Heat illness escalates quickly – workers should never push through symptoms.

Heat Exhaustion: Watch for heavy sweating, pale/clammy skin, weakness, nausea, headache, fast weak pulse. Move the person to a cool area, remove excess layers, apply cool cloths, and provide fluids/hydration. Seek medical help if symptoms persist.

Heat Stroke — This is a Medical Emergency: Signs include high body temperature, confusion, slurred speech, no sweating, and unconsciousness. Call 911 immediately. Immerse in cold water or apply ice to head, neck, and armpits. Never leave the person alone.

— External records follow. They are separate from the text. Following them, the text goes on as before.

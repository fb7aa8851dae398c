//! Series shaper: raw observations -> `ShapedSeries`.

use crate::domain::{RawObservation, SeriesRequest, SeriesRow, ShapedSeries, quarter_label};
use crate::error::AppError;

/// Normalize provider output into a quarter-labelled table.
///
/// - absent and non-finite values are dropped
/// - rows are ordered by date (stable, so same-day rows keep provider order)
/// - an empty result is `AppError::NoData`, never an empty table
pub fn shape(observations: &[RawObservation], request: &SeriesRequest) -> Result<ShapedSeries, AppError> {
    let mut rows: Vec<SeriesRow> = observations
        .iter()
        .filter_map(|obs| {
            let value = obs.value.filter(|v| v.is_finite())?;
            Some(SeriesRow {
                date: obs.date,
                quarter: quarter_label(obs.date),
                value,
            })
        })
        .collect();

    let dropped = observations.len() - rows.len();
    if dropped > 0 {
        tracing::debug!(series_id = %request.series_id, dropped, "Dropped observations without a value");
    }

    if rows.is_empty() {
        return Err(AppError::no_data(&request.series_id));
    }

    rows.sort_by_key(|r| r.date);

    Ok(ShapedSeries {
        series_id: request.series_id.clone(),
        title: request.title.clone(),
        units: request.units.clone(),
        rows,
    })
}

#[cfg(test)]
mod tests {
    use super::*;
    use crate::domain::WindowSize;
    use chrono::NaiveDate;

    fn request() -> SeriesRequest {
        SeriesRequest {
            series_id: "UNRATE".to_string(),
            title: "Unemployment Rate".to_string(),
            units: "Percent".to_string(),
            window: WindowSize::default(),
        }
    }

    fn obs(y: i32, m: u32, value: Option<f64>) -> RawObservation {
        RawObservation::new(NaiveDate::from_ymd_opt(y, m, 1).unwrap(), value)
    }

    #[test]
    fn rows_are_sorted_and_labelled() {
        let input = vec![
            obs(2024, 7, Some(4.2)),
            obs(2023, 12, Some(3.7)),
            obs(2024, 2, Some(3.9)),
        ];
        let series = shape(&input, &request()).unwrap();

        let quarters: Vec<&str> = series.rows.iter().map(|r| r.quarter.as_str()).collect();
        assert_eq!(quarters, vec!["2023Q4", "2024Q1", "2024Q3"]);
        assert!(series.rows.windows(2).all(|w| w[0].date <= w[1].date));
        assert_eq!(series.title, "Unemployment Rate");
        assert_eq!(series.units, "Percent");
        assert_eq!(series.series_id, "UNRATE");
    }

    #[test]
    fn absent_values_are_dropped() {
        let input = vec![
            obs(2024, 1, Some(3.7)),
            obs(2024, 2, None),
            obs(2024, 3, Some(f64::NAN)),
            obs(2024, 4, Some(3.9)),
        ];
        let series = shape(&input, &request()).unwrap();
        let values: Vec<f64> = series.rows.iter().map(|r| r.value).collect();
        assert_eq!(values, vec![3.7, 3.9]);
    }

    #[test]
    fn nothing_usable_means_no_data() {
        let err = shape(&[], &request()).unwrap_err();
        assert_eq!(err.to_string(), "No data available for UNRATE");

        let err = shape(&[obs(2024, 1, None)], &request()).unwrap_err();
        assert!(err.is_no_data());
    }
}
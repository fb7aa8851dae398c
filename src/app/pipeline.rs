//! Shared dashboard pipeline used by both CLI and TUI front-ends.
//!
//! fetch -> shape -> summarize -> chart
//!
//! Each call is a fresh, stateless run. The CLI and the TUI only differ in how
//! they present the resulting `DashboardView` (printing vs widgets).

use chrono::NaiveDate;

use crate::catalog::Indicator;
use crate::chart::{self, ChartSpec};
use crate::data::{SeriesProvider, shape};
use crate::domain::{ChartStyle, SeriesRequest, ShapedSeries, SummaryStats, WindowSize};
use crate::error::AppError;
use crate::report::summarize;

/// Everything one interaction renders.
#[derive(Debug, Clone)]
pub struct DashboardView {
    pub indicator: Indicator,
    pub window: WindowSize,
    pub series: ShapedSeries,
    pub stats: SummaryStats,
    pub chart: ChartSpec,
}

/// Run the full pipeline for one selection.
///
/// Errors are logged here (no-data at warn, everything else at error) and
/// returned for the caller to show; nothing is retried.
pub fn run_pipeline<P: SeriesProvider + ?Sized>(
    provider: &P,
    indicator: &Indicator,
    window: WindowSize,
    style: ChartStyle,
    today: NaiveDate,
) -> Result<DashboardView, AppError> {
    let result = build_view(provider, indicator, window, style, today);
    match &result {
        Ok(view) => tracing::info!(
            indicator = %indicator.name,
            points = view.series.len(),
            "Successfully pulled data points"
        ),
        Err(err) if err.is_no_data() => {
            tracing::warn!(indicator = %indicator.name, "No data returned")
        }
        Err(err) => tracing::error!(indicator = %indicator.name, error = %err, "Pipeline failed"),
    }
    result
}

fn build_view<P: SeriesProvider + ?Sized>(
    provider: &P,
    indicator: &Indicator,
    window: WindowSize,
    style: ChartStyle,
    today: NaiveDate,
) -> Result<DashboardView, AppError> {
    let request = indicator.request(window);
    let series = fetch_series(provider, &request, today)?;
    let stats = summarize(&series)?;
    let chart = chart::render(&series, style)?;

    Ok(DashboardView {
        indicator: indicator.clone(),
        window,
        series,
        stats,
        chart,
    })
}

/// Fetch the request window ending `today` and shape it.
pub fn fetch_series<P: SeriesProvider + ?Sized>(
    provider: &P,
    request: &SeriesRequest,
    today: NaiveDate,
) -> Result<ShapedSeries, AppError> {
    let (start, end) = request.date_range(today);
    tracing::info!(
        title = %request.title,
        series_id = %request.series_id,
        "Fetching data"
    );
    let observations = provider.fetch(&request.series_id, start, end)?;
    let series = shape(&observations, request)?;
    tracing::info!(
        title = %request.title,
        points = series.len(),
        "Successfully retrieved data points"
    );
    Ok(series)
}

#[cfg(test)]
pub(crate) mod tests {
    use std::cell::RefCell;

    use chrono::Months;

    use super::*;
    use crate::domain::{PercentChange, RawObservation};

    /// In-memory provider that records the requested ranges.
    pub(crate) struct FakeProvider {
        pub response: Result<Vec<RawObservation>, AppError>,
        pub calls: RefCell<Vec<(String, NaiveDate, NaiveDate)>>,
    }

    impl FakeProvider {
        pub fn returning(response: Result<Vec<RawObservation>, AppError>) -> Self {
            Self {
                response,
                calls: RefCell::new(Vec::new()),
            }
        }

        pub fn quarterly(values: &[f64]) -> Self {
            let start = NaiveDate::from_ymd_opt(2023, 1, 1).unwrap();
            let obs = values
                .iter()
                .enumerate()
                .map(|(i, &v)| RawObservation::new(start + Months::new(3 * i as u32), Some(v)))
                .collect();
            Self::returning(Ok(obs))
        }
    }

    impl SeriesProvider for FakeProvider {
        fn fetch(
            &self,
            series_id: &str,
            start: NaiveDate,
            end: NaiveDate,
        ) -> Result<Vec<RawObservation>, AppError> {
            self.calls.borrow_mut().push((series_id.to_string(), start, end));
            match &self.response {
                Ok(obs) if obs.is_empty() => Err(AppError::no_data(series_id)),
                other => other.clone(),
            }
        }
    }

    pub(crate) fn indicator(series_id: &str) -> Indicator {
        Indicator {
            name: "Unemployment Rate".to_string(),
            series_id: series_id.to_string(),
            units: "Percent".to_string(),
            description: None,
        }
    }

    fn today() -> NaiveDate {
        NaiveDate::from_ymd_opt(2025, 1, 15).unwrap()
    }

    #[test]
    fn unemployment_scenario_end_to_end() {
        let provider = FakeProvider::quarterly(&[3.5, 3.6, 3.7, 3.9, 4.0, 3.8, 3.7, 3.6]);
        let window = WindowSize::new(8).unwrap();

        let view = run_pipeline(&provider, &indicator("UNRATE"), window, ChartStyle::Line, today()).unwrap();

        assert_eq!(view.series.len(), 8);
        assert_eq!(view.stats.latest_value, 3.6);
        assert_eq!(view.stats.min_value, 3.5);
        assert_eq!(view.stats.max_value, 4.0);
        assert!((view.stats.mean_value - 3.725).abs() < 1e-9);
        match view.stats.pct_change {
            PercentChange::Percent(v) => assert!((v - 2.857).abs() < 1e-3),
            other => panic!("unexpected change: {other:?}"),
        }
        assert_eq!(view.chart.category_count(), 8);
        assert_eq!(view.chart.title, "Unemployment Rate - Last 8 Quarters");

        let calls = provider.calls.borrow();
        assert_eq!(calls.len(), 1);
        let (id, start, end) = &calls[0];
        assert_eq!(id, "UNRATE");
        assert_eq!(*end, today());
        assert_eq!((*end - *start).num_days(), 8 * 91);
    }

    #[test]
    fn empty_provider_answer_yields_no_data_and_no_chart() {
        let provider = FakeProvider::returning(Ok(Vec::new()));
        let result = run_pipeline(
            &provider,
            &indicator("XXXX"),
            WindowSize::default(),
            ChartStyle::Bar,
            today(),
        );

        let err = result.unwrap_err();
        assert!(err.is_no_data());
        assert_eq!(err.to_string(), "No data available for XXXX");
    }

    #[test]
    fn all_absent_values_yield_no_data() {
        let obs = vec![RawObservation::new(today(), None)];
        let provider = FakeProvider::returning(Ok(obs));
        let err = run_pipeline(
            &provider,
            &indicator("XXXX"),
            WindowSize::default(),
            ChartStyle::Line,
            today(),
        )
        .unwrap_err();
        assert_eq!(err.to_string(), "No data available for XXXX");
    }

    #[test]
    fn provider_failures_pass_through_unretried() {
        let provider = FakeProvider::returning(Err(AppError::provider("status 400 Bad Request")));
        let err = run_pipeline(
            &provider,
            &indicator("BOGUS"),
            WindowSize::default(),
            ChartStyle::Area,
            today(),
        )
        .unwrap_err();

        assert!(matches!(err, AppError::Provider(_)));
        assert_eq!(provider.calls.borrow().len(), 1);
    }

    #[test]
    fn shaped_rows_are_chronological_regardless_of_provider_order() {
        let mut obs: Vec<RawObservation> = (1..=12)
            .map(|m| RawObservation::new(NaiveDate::from_ymd_opt(2024, m, 1).unwrap(), Some(m as f64)))
            .collect();
        obs.reverse();
        let provider = FakeProvider::returning(Ok(obs));

        let request = indicator("UNRATE").request(WindowSize::new(4).unwrap());
        let series = fetch_series(&provider, &request, today()).unwrap();
        assert!(series.rows.windows(2).all(|w| w[0].date <= w[1].date));
        assert_eq!(series.first().unwrap().quarter, "2024Q1");
        assert_eq!(series.last().unwrap().quarter, "2024Q4");
    }
}
#![no_std]
#![doc = include_str!("../README.md")]
#![warn(missing_docs)]

pub mod device;
pub mod interface;
pub mod registers;
pub mod sensors;

// Re-export main types
pub use device::{MagData, Qmc5883lDriver};
pub use interface::I2cInterface;
pub use sensors::{
    Axis, FieldRange, MagConfig, MagDataUT, OverSampleRatio, StatusFlags, UpdateRate,
    DEFAULT_TEMPERATURE_COEFFICIENT,
};

/// QMC5883L I2C address (fixed: 0x0D)
///
/// The QMC5883L has no address pins; every device responds at 0x0D.
/// [`I2cInterface::new`] rejects any other address before a single bus
/// transaction is issued.
pub const I2C_ADDRESS: u8 = 0x0D;

/// Expected value of the chip ID register
pub const CHIP_ID_VALUE: u8 = 0xFF;

/// Driver errors
#[derive(Debug, Clone, PartialEq, Eq)]
#[cfg_attr(feature = "defmt", derive(defmt::Format))]
pub enum Error<E> {
    /// Communication error with the device
    Bus(E),
    /// Unsupported I2C address supplied at construction (contains the address)
    InvalidAddress(u8),
    /// Invalid chip ID register value (contains the actual value read)
    InvalidDevice(u8),
    /// Configuration selector outside its valid range
    InvalidConfig,
    /// Conversion cycle time requested before any update rate was applied
    NotConfigured,
}

impl<E> From<E> for Error<E> {
    fn from(error: E) -> Self {
        Self::Bus(error)
    }
}
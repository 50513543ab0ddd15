//! Common test utilities and mock implementations


pub use mock_interface::Operation;
pub use test_utils::{create_mock_driver, default_mag_config};
//! Unit tests for the pull-based measurement sequence

use crate::common::{create_mock_driver, default_mag_config};

#[test]
fn test_pull_yields_nothing_when_not_ready() {
    let (mut driver, interface) = create_mock_driver();

    driver.start_measurement(default_mag_config()).unwrap();
    interface.set_status(0x00);

    assert_eq!(driver.next_measurement().unwrap(), None);
}

#[test]
fn test_pull_yields_vector_when_ready_and_continuous() {
    let (mut driver, interface) = create_mock_driver();

    driver.start_measurement(default_mag_config()).unwrap();
    interface.set_status(0x01);
    interface.set_mag_data(10, -20, 30);

    let data = driver.next_measurement().unwrap().unwrap();
    assert_eq!((data.x, data.y, data.z), (10, -20, 30));
}

#[test]
fn test_pull_yields_nothing_in_standby_even_when_ready() {
    let (mut driver, interface) = create_mock_driver();

    let mut config = default_mag_config();
    config.continuous = false;
    driver.start_measurement(config).unwrap();

    interface.set_status(0x01);
    interface.set_mag_data(1, 2, 3);

    assert_eq!(driver.next_measurement().unwrap(), None);
}

#[test]
fn test_pull_respects_external_reconfiguration() {
    let (mut driver, interface) = create_mock_driver();

    driver.start_measurement(default_mag_config()).unwrap();
    interface.set_status(0x01);
    interface.set_mag_data(1, 2, 3);
    assert!(driver.next_measurement().unwrap().is_some());

    // Something else drops the device into standby; the sequence must
    // notice because the mode check re-reads the device
    interface.set_register(0x09, 0x00);
    assert_eq!(driver.next_measurement().unwrap(), None);
}

#[test]
fn test_alternating_readiness_over_31_pulls() {
    let (mut driver, interface) = create_mock_driver();

    driver.start_measurement(default_mag_config()).unwrap();
    interface.set_mag_data(100, 200, 300);

    // One status read per pull: ready, not ready, ready, ...
    interface.set_status_sequence(vec![0x01, 0x00]);

    let mut yielded = 0;
    for pull in 0..31 {
        let result = driver.next_measurement().unwrap();
        if pull % 2 == 0 {
            assert!(result.is_some(), "pull {} polled a ready device", pull);
            yielded += 1;
        } else {
            assert!(result.is_none(), "pull {} polled a busy device", pull);
        }
    }

    // 16 of the 31 polls saw the data-ready flag
    assert_eq!(yielded, 16);
}

#[test]
fn test_each_pull_is_independent() {
    let (mut driver, interface) = create_mock_driver();

    driver.start_measurement(default_mag_config()).unwrap();

    interface.set_status(0x00);
    assert_eq!(driver.next_measurement().unwrap(), None);
    assert_eq!(driver.next_measurement().unwrap(), None);

    // The sequence never ends: readiness returning later still yields
    interface.set_status(0x01);
    interface.set_mag_data(7, 8, 9);
    assert!(driver.next_measurement().unwrap().is_some());
}
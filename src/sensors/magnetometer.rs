//! Magnetometer types and configuration
//!
//! Provides the configuration enums, control-byte packing, status flags,
//! and converted-data types for the QMC5883L's 3-axis magnetometer and
//! its integrated temperature sensor.

/// Default temperature scale coefficient in °C per LSB
///
/// The temperature sensor gain is factory-calibrated but its offset is
/// not, so absolute readings need a caller-supplied correction. Pass this
/// value to `read_temperature` when relative readings are enough.
pub const DEFAULT_TEMPERATURE_COEFFICIENT: f32 = 0.02;

/// Output data rate in continuous measurement mode
///
/// For most compassing applications the datasheet recommends 10 Hz.
#[derive(Debug, Clone, Copy, PartialEq, Eq)]
#[cfg_attr(feature = "defmt", derive(defmt::Format))]
pub enum UpdateRate {
    /// 10 Hz
    Hz10 = 0,
    /// 50 Hz
    Hz50 = 1,
    /// 100 Hz
    Hz100 = 2,
    /// 200 Hz
    Hz200 = 3,
}

impl UpdateRate {
    /// Decode a raw 2-bit rate selector
    ///
    /// Returns `None` for values outside 0..=3.
    #[must_use]
    pub const fn from_bits(bits: u8) -> Option<Self> {
        match bits {
            0 => Some(Self::Hz10),
            1 => Some(Self::Hz50),
            2 => Some(Self::Hz100),
            3 => Some(Self::Hz200),
            _ => None,
        }
    }

    /// Get the output data rate in Hz
    #[must_use]
    pub const fn frequency_hz(self) -> u16 {
        match self {
            Self::Hz10 => 10,
            Self::Hz50 => 50,
            Self::Hz100 => 100,
            Self::Hz200 => 200,
        }
    }

    /// Worst-case conversion cycle time in milliseconds at this rate
    ///
    /// This is a caller-side wait hint for polling loops, not a hardware
    /// timeout: sleep this long between configuring the device and
    /// expecting the data-ready flag.
    #[must_use]
    pub const fn conversion_cycle_ms(self) -> u32 {
        match self {
            Self::Hz10 => 100,
            Self::Hz50 => 20,
            Self::Hz100 => 7,
            Self::Hz200 => 5,
        }
    }
}

/// Over sample ratio
///
/// A larger ratio means a smaller filter bandwidth, less in-band noise
/// and higher power consumption.
#[derive(Debug, Clone, Copy, PartialEq, Eq)]
#[cfg_attr(feature = "defmt", derive(defmt::Format))]
pub enum OverSampleRatio {
    /// 512 samples
    Osr512 = 0,
    /// 256 samples
    Osr256 = 1,
    /// 128 samples
    Osr128 = 2,
    /// 64 samples
    Osr64 = 3,
}

impl OverSampleRatio {
    /// Decode a raw 2-bit over-sample selector
    ///
    /// Returns `None` for values outside 0..=3.
    #[must_use]
    pub const fn from_bits(bits: u8) -> Option<Self> {
        match bits {
            0 => Some(Self::Osr512),
            1 => Some(Self::Osr256),
            2 => Some(Self::Osr128),
            3 => Some(Self::Osr64),
            _ => None,
        }
    }

    /// Number of internal samples averaged per output value
    #[must_use]
    pub const fn samples(self) -> u16 {
        match self {
            Self::Osr512 => 512,
            Self::Osr256 => 256,
            Self::Osr128 => 128,
            Self::Osr64 => 64,
        }
    }
}

/// Full-scale magnetic field range
///
/// The narrower range gives finer resolution.
#[derive(Debug, Clone, Copy, PartialEq, Eq)]
#[cfg_attr(feature = "defmt", derive(defmt::Format))]
pub enum FieldRange {
    /// ±2 Gauss
    Gauss2,
    /// ±8 Gauss
    Gauss8,
}

impl FieldRange {
    /// Get the sensitivity in LSB/Gauss
    ///
    /// This is used to convert raw sensor values to physical units.
    #[must_use]
    pub const fn lsb_per_gauss(self) -> f32 {
        match self {
            Self::Gauss2 => 12000.0,
            Self::Gauss8 => 3000.0,
        }
    }

    /// Get the maximum measurable field in Gauss
    #[must_use]
    pub const fn max_gauss(self) -> u8 {
        match self {
            Self::Gauss2 => 2,
            Self::Gauss8 => 8,
        }
    }

    const fn to_bit(self) -> bool {
        matches!(self, Self::Gauss8)
    }

    const fn from_bit(bit: bool) -> Self {
        if bit {
            Self::Gauss8
        } else {
            Self::Gauss2
        }
    }
}

/// Magnetometer configuration
///
/// Encodes to the CONTROL_1 register. `start_measurement` always writes
/// the whole register from this struct; nothing is merged with previous
/// device state.
#[derive(Debug, Clone, Copy, PartialEq, Eq)]
#[cfg_attr(feature = "defmt", derive(defmt::Format))]
pub struct MagConfig {
    /// Continuous measurement mode (standby when false)
    pub continuous: bool,
    /// Output data rate
    pub update_rate: UpdateRate,
    /// Full-scale field range
    pub field_range: FieldRange,
    /// Over sample ratio
    pub oversample: OverSampleRatio,
}

impl Default for MagConfig {
    /// Datasheet-recommended compassing setup: continuous 10 Hz, ±2 Gauss,
    /// OSR 512.
    fn default() -> Self {
        Self {
            continuous: true,
            update_rate: UpdateRate::Hz10,
            field_range: FieldRange::Gauss2,
            oversample: OverSampleRatio::Osr512,
        }
    }
}

impl MagConfig {
    /// Pack this configuration into the CONTROL_1 register byte
    ///
    /// Layout: `(osr << 6) | (rng << 4) | (odr << 2) | mode`. This exact
    /// packing is the wire contract with the device.
    #[must_use]
    pub const fn control_byte(self) -> u8 {
        ((self.oversample as u8) << 6)
            | ((self.field_range.to_bit() as u8) << 4)
            | ((self.update_rate as u8) << 2)
            | self.continuous as u8
    }

    /// Decode a CONTROL_1 register byte back into a configuration
    ///
    /// Total over all byte values: every 2-bit selector maps onto a valid
    /// variant and reserved bits are ignored.
    #[must_use]
    pub const fn from_control_byte(byte: u8) -> Self {
        // from_bits cannot fail on a masked 2-bit value
        let update_rate = match UpdateRate::from_bits((byte >> 2) & 0b11) {
            Some(rate) => rate,
            None => UpdateRate::Hz10,
        };
        let oversample = match OverSampleRatio::from_bits((byte >> 6) & 0b11) {
            Some(osr) => osr,
            None => OverSampleRatio::Osr512,
        };
        Self {
            continuous: byte & 0x01 != 0,
            update_rate,
            field_range: FieldRange::from_bit(byte & 0x10 != 0),
            oversample,
        }
    }

    /// Build a configuration from raw selector values
    ///
    /// Validates `update_rate` and `oversample` against 0..=3; returns
    /// `None` when either is out of range, so an invalid selector can
    /// never reach the device.
    #[must_use]
    pub const fn from_raw(
        continuous: bool,
        update_rate: u8,
        full_scale: bool,
        oversample: u8,
    ) -> Option<Self> {
        let update_rate = match UpdateRate::from_bits(update_rate) {
            Some(rate) => rate,
            None => return None,
        };
        let oversample = match OverSampleRatio::from_bits(oversample) {
            Some(osr) => osr,
            None => return None,
        };
        Some(Self {
            continuous,
            update_rate,
            field_range: FieldRange::from_bit(full_scale),
            oversample,
        })
    }
}

/// Status register flags
///
/// Ephemeral: decoded fresh from the device on every poll, never cached
/// by the driver.
#[derive(Debug, Clone, Copy, PartialEq, Eq)]
#[cfg_attr(feature = "defmt", derive(defmt::Format))]
pub struct StatusFlags {
    /// A new measurement is available to read
    pub data_ready: bool,
    /// One or more axes exceeded the selected field range
    pub overflow: bool,
    /// A measurement was dropped before it was read
    pub data_skipped: bool,
}

/// Measurement axis selector
#[derive(Debug, Clone, Copy, PartialEq, Eq)]
#[cfg_attr(feature = "defmt", derive(defmt::Format))]
pub enum Axis {
    /// X axis
    X = 0,
    /// Y axis
    Y = 1,
    /// Z axis
    Z = 2,
}

impl Axis {
    /// Decode a raw axis index (0=X, 1=Y, 2=Z)
    ///
    /// Returns `None` for values outside 0..=2.
    #[must_use]
    pub const fn from_index(index: u8) -> Option<Self> {
        match index {
            0 => Some(Self::X),
            1 => Some(Self::Y),
            2 => Some(Self::Z),
            _ => None,
        }
    }

    /// Address of this axis's data register (low byte of the int16 word)
    #[must_use]
    pub const fn data_register(self) -> u8 {
        crate::registers::REG_DATA_XOUT_L + 2 * self as u8
    }
}

/// Magnetometer data in microteslas (µT)
#[derive(Debug, Clone, Copy, PartialEq)]
#[cfg_attr(feature = "defmt", derive(defmt::Format))]
pub struct MagDataUT {
    /// X-axis magnetic field in µT
    pub x: f32,
    /// Y-axis magnetic field in µT
    pub y: f32,
    /// Z-axis magnetic field in µT
    pub z: f32,
}

impl MagDataUT {
    /// Calculate the magnitude of the magnetic field vector
    ///
    /// Returns the magnitude in µT.
    #[must_use]
    pub fn magnitude(&self) -> f32 {
        libm::sqrtf(self.x * self.x + self.y * self.y + self.z * self.z)
    }

    /// Normalize the magnetic field vector to unit length
    ///
    /// If the magnitude is near zero, returns (0, 0, 0).
    #[must_use]
    pub fn normalize(&self) -> Self {
        let mag = self.magnitude();
        if mag < 1e-6 {
            Self {
                x: 0.0,
                y: 0.0,
                z: 0.0,
            }
        } else {
            Self {
                x: self.x / mag,
                y: self.y / mag,
                z: self.z / mag,
            }
        }
    }
}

When in doubt — cool the worker and call 911. Do not try to diagnose which illness is occurring. Conditions can go from bad to life threatening in minutes – get help. 
​

The law is catching up

Regulators are taking heat illness more seriously than ever:

OSHA's Proposed Federal Standard (2024): In August of 2024, OSHA published its first-ever proposed rule on Heat Injury and Illness Prevention — covering approximately 36 million workers in construction, agriculture, manufacturing, maritime, and general industry. A final ruling is anticipated by 2026.

New Industry Standard — ANSI/ASSP A10.50-2024: This newly released standard sets minimum requirements for heat stress management in construction and demolition operations. It provides employers with a clear framework for risk assessment, mitigation planning, hydration, training, emergency response, and recordkeeping.

Current Enforcement: Even without a final rule, OSHA issued over $2 million in heat-related penalties in 2024 and has conducted 5,000 federal heat inspections since 2022 under its National Emphasis Program. (4)

State Level Action: California, Colorado, Oregon, Washington, and Minnesota have enacted workplace heat regulations. Maryland has a proposed standard in the works.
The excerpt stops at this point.